I'd had some left-over difficulty (mainly due to not pondering and meditating upon it but letting it hang there) in trying to see the history of redemption in a temporal context. It *is* temporal, but then it becomes non-temporal. Sort of leaves time. Shoots upward, eschatologically.
It's like this: Adam in the Garden; then the fall of man and creation (still in historical time here); then (leaving historical time) individual regeneration by the Word and the Spirit; then (the end of time) glorification.
Of course when we are regenerated we are still alive in historical time, but of those four states - innocence in the garden, corruption after the fall, regeneration by the Word and Spirit, glorification after physical death - it's difficult to place individual regeneration in a historical 'time-line'. Regeneration is also, meaningfully in this context, when an individual is separated out from the world and becomes a stranger in this world; in this world not of this world. And a bit more timeless. Out of recurrence, even, it can be argued.
(In this sense the Work teaching is the unavoidable 'making-more-complicated' by 'pressing' into it intellectually - pressing into the Truth - of which the Bible and the simple-yet-profound and probably rare experience of regeneration actually IS.)

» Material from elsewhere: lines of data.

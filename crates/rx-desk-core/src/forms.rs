//! Patient and medicine form save/load.

use thiserror::Error;

use crate::client::{ClientError, EntityClient};
use crate::deriver::{PatientDeriver, SaveMode};
use crate::models::{Medicine, Patient};

#[derive(Error, Debug, Clone, PartialEq)]
pub enum FormError {
    #[error("{0}")]
    Validation(String),

    #[error("Failed to fetch {0} data")]
    Fetch(&'static str),

    #[error("{0} not found: {1}")]
    NotFound(&'static str, i64),

    #[error("Failed to save {0}")]
    Save(&'static str, #[source] ClientError),
}

pub type FormResult<T> = Result<T, FormError>;

/// Load a patient for editing.
pub fn load_patient(client: &dyn EntityClient, id: i64) -> FormResult<Patient> {
    client
        .get_patient(id)
        .map_err(|e| fetch_failed("patient", e))?
        .ok_or(FormError::NotFound("Patient", id))
}

/// Load a medicine for editing.
pub fn load_medicine(client: &dyn EntityClient, id: i64) -> FormResult<Medicine> {
    client
        .get_medicine(id)
        .map_err(|e| fetch_failed("medicine", e))?
        .ok_or(FormError::NotFound("Medicine", id))
}

/// Derive age and patient id, then create or update.
///
/// A patient with a system id is updated; otherwise it is created. Updates
/// keep the patient id already on record, whatever the form sends.
pub fn save_patient(
    client: &dyn EntityClient,
    deriver: &PatientDeriver,
    mut patient: Patient,
) -> FormResult<Patient> {
    if patient.first_name.trim().is_empty() || patient.last_name.trim().is_empty() {
        return Err(FormError::Validation(
            "First name and last name are required".into(),
        ));
    }

    let mode = match patient.id {
        Some(id) => {
            let stored = load_patient(client, id)?;
            if stored.patient_id.is_some() {
                patient.patient_id = stored.patient_id;
            }
            SaveMode::Update
        }
        None => SaveMode::Create,
    };
    deriver.derive(&mut patient, mode);

    let result = match patient.id {
        Some(id) => client.update_patient(id, &patient),
        None => client.create_patient(&patient),
    };
    result
        .map(|saved| {
            tracing::info!(id = ?saved.id, patient_id = ?saved.patient_id, "patient saved");
            saved
        })
        .map_err(|e| save_failed("patient", e))
}

pub fn save_medicine(client: &dyn EntityClient, medicine: Medicine) -> FormResult<Medicine> {
    if medicine.name.trim().is_empty() {
        return Err(FormError::Validation("Medicine name is required".into()));
    }

    let result = match medicine.id {
        Some(id) => client.update_medicine(id, &medicine),
        None => client.create_medicine(&medicine),
    };
    result
        .map(|saved| {
            tracing::info!(id = ?saved.id, name = %saved.name, "medicine saved");
            saved
        })
        .map_err(|e| save_failed("medicine", e))
}

fn fetch_failed(kind: &'static str, e: ClientError) -> FormError {
    tracing::warn!(error = %e, kind, "form load failed");
    FormError::Fetch(kind)
}

fn save_failed(kind: &'static str, e: ClientError) -> FormError {
    tracing::warn!(error = %e, kind, "form save failed");
    FormError::Save(kind, e)
}
//! Domain models for the rx-desk system.

pub mod dates;
mod medicine;
mod patient;
mod prescription;

pub use medicine::*;
pub use patient::*;
pub use prescription::*;
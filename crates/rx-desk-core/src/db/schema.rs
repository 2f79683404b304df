//! SQLite schema definition.

/// Complete database schema for the local store.
pub const SCHEMA: &str = r#"
-- Enable foreign keys
PRAGMA foreign_keys = ON;

-- ============================================================================
-- Patients
-- ============================================================================

CREATE TABLE IF NOT EXISTS patients (
    id INTEGER PRIMARY KEY AUTOINCREMENT,
    patient_id TEXT,                             -- human-facing, e.g. P123456
    first_name TEXT NOT NULL,
    last_name TEXT NOT NULL,
    gender TEXT,
    date_of_birth TEXT,                          -- YYYY-MM-DD
    age INTEGER,
    contact_number TEXT,
    email TEXT,
    address TEXT,
    created_at TEXT NOT NULL DEFAULT (datetime('now')),
    updated_at TEXT NOT NULL DEFAULT (datetime('now'))
);

CREATE INDEX IF NOT EXISTS idx_patients_patient_id ON patients(patient_id);
CREATE INDEX IF NOT EXISTS idx_patients_name ON patients(last_name, first_name);

-- ============================================================================
-- Medicines
-- ============================================================================

CREATE TABLE IF NOT EXISTS medicines (
    id INTEGER PRIMARY KEY AUTOINCREMENT,
    name TEXT NOT NULL,
    description TEXT,
    manufacturer TEXT,
    category TEXT,
    is_active INTEGER NOT NULL DEFAULT 1,
    created_at TEXT NOT NULL DEFAULT (datetime('now')),
    updated_at TEXT NOT NULL DEFAULT (datetime('now'))
);

CREATE INDEX IF NOT EXISTS idx_medicines_name ON medicines(name);

-- ============================================================================
-- Prescriptions
-- ============================================================================

-- Patients with prescriptions cannot be deleted (no cascade).
CREATE TABLE IF NOT EXISTS prescriptions (
    id INTEGER PRIMARY KEY AUTOINCREMENT,
    prescription_id TEXT,                        -- human-facing, e.g. RX000042
    patient_id INTEGER NOT NULL REFERENCES patients(id),
    visit_date TEXT,                             -- YYYY-MM-DD
    notes TEXT,
    items TEXT NOT NULL DEFAULT '[]',            -- JSON array of PrescriptionItem
    created_at TEXT NOT NULL DEFAULT (datetime('now')),
    updated_at TEXT NOT NULL DEFAULT (datetime('now'))
);

CREATE INDEX IF NOT EXISTS idx_prescriptions_patient ON prescriptions(patient_id, visit_date);
"#;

I'm not discounting the Work teaching at all in the above, simply stating that much of the experience described is contained in the experience of regeneration; and really what the above refers to is the 'Work person' who does not *have* regeneration by the Word and the Spirit. This is the 'making it complicated and intellectual' referred to, really. I had regeneration prior to connecting with the Work teaching. Prior to that I'd come into contact with it, but couldn't - or refused to - connect. It's a big difference we can forget: having the Spirit *and* Work understanding vs. not having the Spirit and merely having Work books and the attendant babble that usually accompanies it all.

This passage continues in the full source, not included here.